▸ WORK TO BE COMPLETED
Verbatim, and with nothing else, reproduce the data below from its first line through the line containing "directly, wait a".

>>

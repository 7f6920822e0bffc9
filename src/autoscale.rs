//! Autoscaling controller
//!
//! One [`Autoscaler`] runs per configured scale policy, each on its own timer.
//! Remote groups average windowed statistics per member and hand capacity
//! changes to the lifecycle manager; the guard is released by the completion
//! paths in [`crate::group`]. Local groups probe members directly, wait a
//! fixed settle delay and move members between the pool and standby
//! synchronously.

use crate::config::{LocalProbeConfig, ScaleDownPolicy, ScaleUpPolicy, ScalingMode};
use crate::error::ProbeError;
use crate::group::{Member, ScalingGroup};
use crate::lifecycle::shutdown_requested;
use crate::metrics::{latest, LoadProbe, MetricQuery, MetricsSource};
use chrono::Utc;
use futures::future::join_all;
use std::sync::Arc;
use std::time::Duration;
use tokio::sync::watch;
use tokio::time::MissedTickBehavior;
use tracing::{debug, info, warn};

/// Load reported for a member that refuses connections
pub const UNREACHABLE_LOAD: f64 = 100.0;

/// Where a controller reads load from
#[derive(Clone)]
pub enum LoadSignal {
    Remote {
        metrics: Arc<dyn MetricsSource>,
        namespace: String,
    },
    Local {
        probe: Arc<dyn LoadProbe>,
        settle_up: Duration,
        settle_down: Duration,
    },
}

impl LoadSignal {
    pub fn local(probe: Arc<dyn LoadProbe>, config: &LocalProbeConfig) -> Self {
        LoadSignal::Local {
            probe,
            settle_up: Duration::from_secs(config.scale_up_settle_secs),
            settle_down: Duration::from_secs(config.scale_down_settle_secs),
        }
    }
}

/// What one tick did
#[derive(Debug, Clone, Copy, PartialEq, Eq)]
pub enum TickOutcome {
    /// A scaling action is still in flight
    Skipped,
    /// No usable load reading this tick
    NoData,
    NoChange,
    ScaledUp(usize),
    ScaledDown(usize),
}

pub struct Autoscaler {
    group: Arc<ScalingGroup>,
    up: Option<ScaleUpPolicy>,
    down: Option<ScaleDownPolicy>,
    signal: LoadSignal,
}

impl Autoscaler {
    pub fn new(
        group: Arc<ScalingGroup>,
        up: Option<ScaleUpPolicy>,
        down: Option<ScaleDownPolicy>,
        signal: LoadSignal,
    ) -> Self {
        Self {
            group,
            up,
            down,
            signal,
        }
    }

    /// One controller per configured policy, or none if scaling is disabled
    pub fn for_group(group: &Arc<ScalingGroup>, signal: LoadSignal) -> Vec<Autoscaler> {
        let config = group.config();
        if !config.scale {
            return Vec::new();
        }

        let ups = config
            .scale_up
            .iter()
            .map(|p| Autoscaler::new(Arc::clone(group), Some(p.clone()), None, signal.clone()));
        let downs = config
            .scale_down
            .iter()
            .map(|p| Autoscaler::new(Arc::clone(group), None, Some(p.clone()), signal.clone()));
        ups.chain(downs).collect()
    }

    /// Metric, statistic and period this controller evaluates
    fn evaluation(&self) -> Option<(&str, &str, Duration)> {
        if let Some(ref up) = self.up {
            Some((up.metric.as_str(), up.statistic.as_str(), up.period()))
        } else {
            self.down
                .as_ref()
                .map(|down| (down.metric.as_str(), down.statistic.as_str(), down.period()))
        }
    }

    /// Tick immediately, then once per policy period, until shutdown
    pub async fn run(self, mut shutdown_rx: watch::Receiver<bool>) {
        let Some((metric, _, period)) = self.evaluation() else {
            return;
        };
        let period = period.max(Duration::from_secs(1));

        info!(
            group = self.group.name(),
            metric,
            period_secs = period.as_secs(),
            direction = if self.up.is_some() { "up" } else { "down" },
            "Autoscaler started"
        );

        let mut interval = tokio::time::interval(period);
        interval.set_missed_tick_behavior(MissedTickBehavior::Delay);

        loop {
            tokio::select! {
                _ = interval.tick() => {}
                _ = shutdown_requested(&mut shutdown_rx) => break,
            }
            tokio::select! {
                outcome = self.tick() => {
                    debug!(group = self.group.name(), outcome = ?outcome, "Autoscaler tick");
                }
                _ = shutdown_requested(&mut shutdown_rx) => break,
            }
        }

        info!(group = self.group.name(), "Autoscaler stopped");
    }

    /// Evaluate the policy once
    pub async fn tick(&self) -> TickOutcome {
        match self.signal {
            LoadSignal::Remote {
                ref metrics,
                ref namespace,
            } => self.remote_tick(metrics.as_ref(), namespace).await,
            LoadSignal::Local {
                ref probe,
                settle_up,
                settle_down,
            } => self.local_tick(probe.as_ref(), settle_up, settle_down).await,
        }
    }

    async fn remote_tick(&self, metrics: &dyn MetricsSource, namespace: &str) -> TickOutcome {
        if self.group.is_scaling() {
            return TickOutcome::Skipped;
        }
        let (current, desired) = self.group.counts();
        if current != desired {
            return TickOutcome::Skipped;
        }

        let Some(load) = self.remote_load(metrics, namespace).await else {
            return TickOutcome::NoData;
        };
        debug!(group = self.group.name(), load, current, "Remote load");

        if let Some(ref up) = self.up {
            if current < self.group.config().max && up.in_band(load) {
                let Some(permit) = self.group.try_begin_scaling() else {
                    return TickOutcome::Skipped;
                };
                return match self.group.scale_up(permit, up.instances) {
                    0 => TickOutcome::NoChange,
                    n => TickOutcome::ScaledUp(n),
                };
            }
        }

        if let Some(ref down) = self.down {
            if load <= down.upper_threshold {
                let Some(permit) = self.group.try_begin_scaling() else {
                    return TickOutcome::Skipped;
                };
                return match self.group.scale_down(permit, down.instances).len() {
                    0 => TickOutcome::NoChange,
                    n => TickOutcome::ScaledDown(n),
                };
            }
        }

        TickOutcome::NoChange
    }

    /// Average of each member's latest datapoint over a window of twice the
    /// period. Members without data are left out; `None` if nobody had data.
    async fn remote_load(&self, metrics: &dyn MetricsSource, namespace: &str) -> Option<f64> {
        let (metric, statistic, period) = self.evaluation()?;
        let end = Utc::now();
        let start = end - chrono::Duration::seconds(2 * period.as_secs() as i64);

        let queries: Vec<MetricQuery> = self
            .group
            .members()
            .iter()
            .map(|member| {
                let (dimension_key, dimension_value) = dimension(member);
                MetricQuery {
                    namespace: namespace.to_string(),
                    metric: metric.to_string(),
                    statistic: statistic.to_string(),
                    dimension_key: dimension_key.to_string(),
                    dimension_value,
                    period_secs: period.as_secs(),
                    start,
                    end,
                }
            })
            .collect();

        let results = join_all(queries.iter().map(|q| metrics.query(q))).await;

        let mut samples = Vec::with_capacity(results.len());
        for (query, result) in queries.iter().zip(results) {
            match result {
                Ok(points) => match latest(&points) {
                    Some(point) => samples.push(point.value),
                    None => debug!(group = self.group.name(), member = query.dimension_value, "No datapoints"),
                },
                Err(e) => {
                    warn!(group = self.group.name(), member = query.dimension_value, error = %e, "Metrics query failed");
                }
            }
        }

        average(&samples)
    }

    async fn local_tick(
        &self,
        probe: &dyn LoadProbe,
        settle_up: Duration,
        settle_down: Duration,
    ) -> TickOutcome {
        if self.group.is_scaling() {
            return TickOutcome::Skipped;
        }

        let Some(load) = self.local_load(probe).await else {
            return TickOutcome::NoData;
        };
        let (current, _) = self.group.counts();
        let config = self.group.config();
        debug!(group = self.group.name(), load, current, "Local load");

        if let Some(ref up) = self.up {
            if current < config.max && up.in_band(load) {
                if self.group.standby_len() == 0 {
                    return TickOutcome::NoChange;
                }
                let Some(_permit) = self.group.try_begin_scaling() else {
                    return TickOutcome::Skipped;
                };
                tokio::time::sleep(settle_up).await;
                let activated = self.group.activate_standby(up.instances);
                return match activated.len() {
                    0 => TickOutcome::NoChange,
                    n => TickOutcome::ScaledUp(n),
                };
            }
        }

        if let Some(ref down) = self.down {
            if load <= down.upper_threshold && current > config.min {
                let Some(_permit) = self.group.try_begin_scaling() else {
                    return TickOutcome::Skipped;
                };
                tokio::time::sleep(settle_down).await;
                let removed = self.group.deactivate_members(down.instances);
                return match removed.len() {
                    0 => TickOutcome::NoChange,
                    n => TickOutcome::ScaledDown(n),
                };
            }
        }

        TickOutcome::NoChange
    }

    /// Average instantaneous load across active members. An unreachable
    /// member counts as fully loaded; any other failure aborts the tick.
    async fn local_load(&self, probe: &dyn LoadProbe) -> Option<f64> {
        let members = self.group.members();
        let results = join_all(members.iter().map(|m| probe.fetch_load(&m.address))).await;

        let mut samples = Vec::with_capacity(results.len());
        for (member, result) in members.iter().zip(results) {
            match result {
                Ok(load) => samples.push(load),
                Err(ProbeError::Connect(_)) => {
                    warn!(group = self.group.name(), member = member.address, "Member unreachable, counting as fully loaded");
                    samples.push(UNREACHABLE_LOAD);
                }
                Err(e) => {
                    warn!(group = self.group.name(), member = member.address, error = %e, "No load reading, skipping tick");
                    return None;
                }
            }
        }

        average(&samples)
    }
}

/// Metric dimension identifying one member
fn dimension(member: &Member) -> (&'static str, String) {
    match member.instance_id {
        Some(ref id) => ("InstanceId", id.clone()),
        None => ("Address", member.address.clone()),
    }
}

fn average(samples: &[f64]) -> Option<f64> {
    if samples.is_empty() {
        None
    } else {
        Some(samples.iter().sum::<f64>() / samples.len() as f64)
    }
}

/// Build every controller for every group
pub fn build_autoscalers(
    groups: &[Arc<ScalingGroup>],
    remote: Option<LoadSignal>,
    local: Option<LoadSignal>,
) -> Vec<Autoscaler> {
    groups
        .iter()
        .flat_map(|group| {
            let signal = match group.mode() {
                ScalingMode::Remote => remote.clone(),
                ScalingMode::Local => local.clone(),
            };
            match signal {
                Some(signal) => Autoscaler::for_group(group, signal),
                None => {
                    if group.config().scale {
                        warn!(group = group.name(), "No load signal configured, scaling disabled");
                    }
                    Vec::new()
                }
            }
        })
        .collect()
}

#[cfg(test)]
mod tests {
    use super::*;

    #[test]
    fn test_average() {
        assert_eq!(average(&[]), None);
        assert_eq!(average(&[10.0, 20.0, 60.0]), Some(30.0));
    }

    #[test]
    fn test_dimension() {
        let member = Member::new("10.0.0.1").with_instance_id("i-1");
        assert_eq!(dimension(&member), ("InstanceId", "i-1".to_string()));
        assert_eq!(
            dimension(&Member::new("10.0.0.2")),
            ("Address", "10.0.0.2".to_string())
        );
    }
}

<<

▸ OUTPUT OF THE EXERCISE
repository 7f6920822e0bffc9
filename src/autoscale.rs
//! Autoscaling controller
//!
//! One [`Autoscaler`] runs per configured scale policy, each on its own timer.
//! Remote groups average windowed statistics per member and hand capacity
//! changes to the lifecycle manager; the guard is released by the completion
//! paths in [`crate::group`]. Local groups probe members directly, wait a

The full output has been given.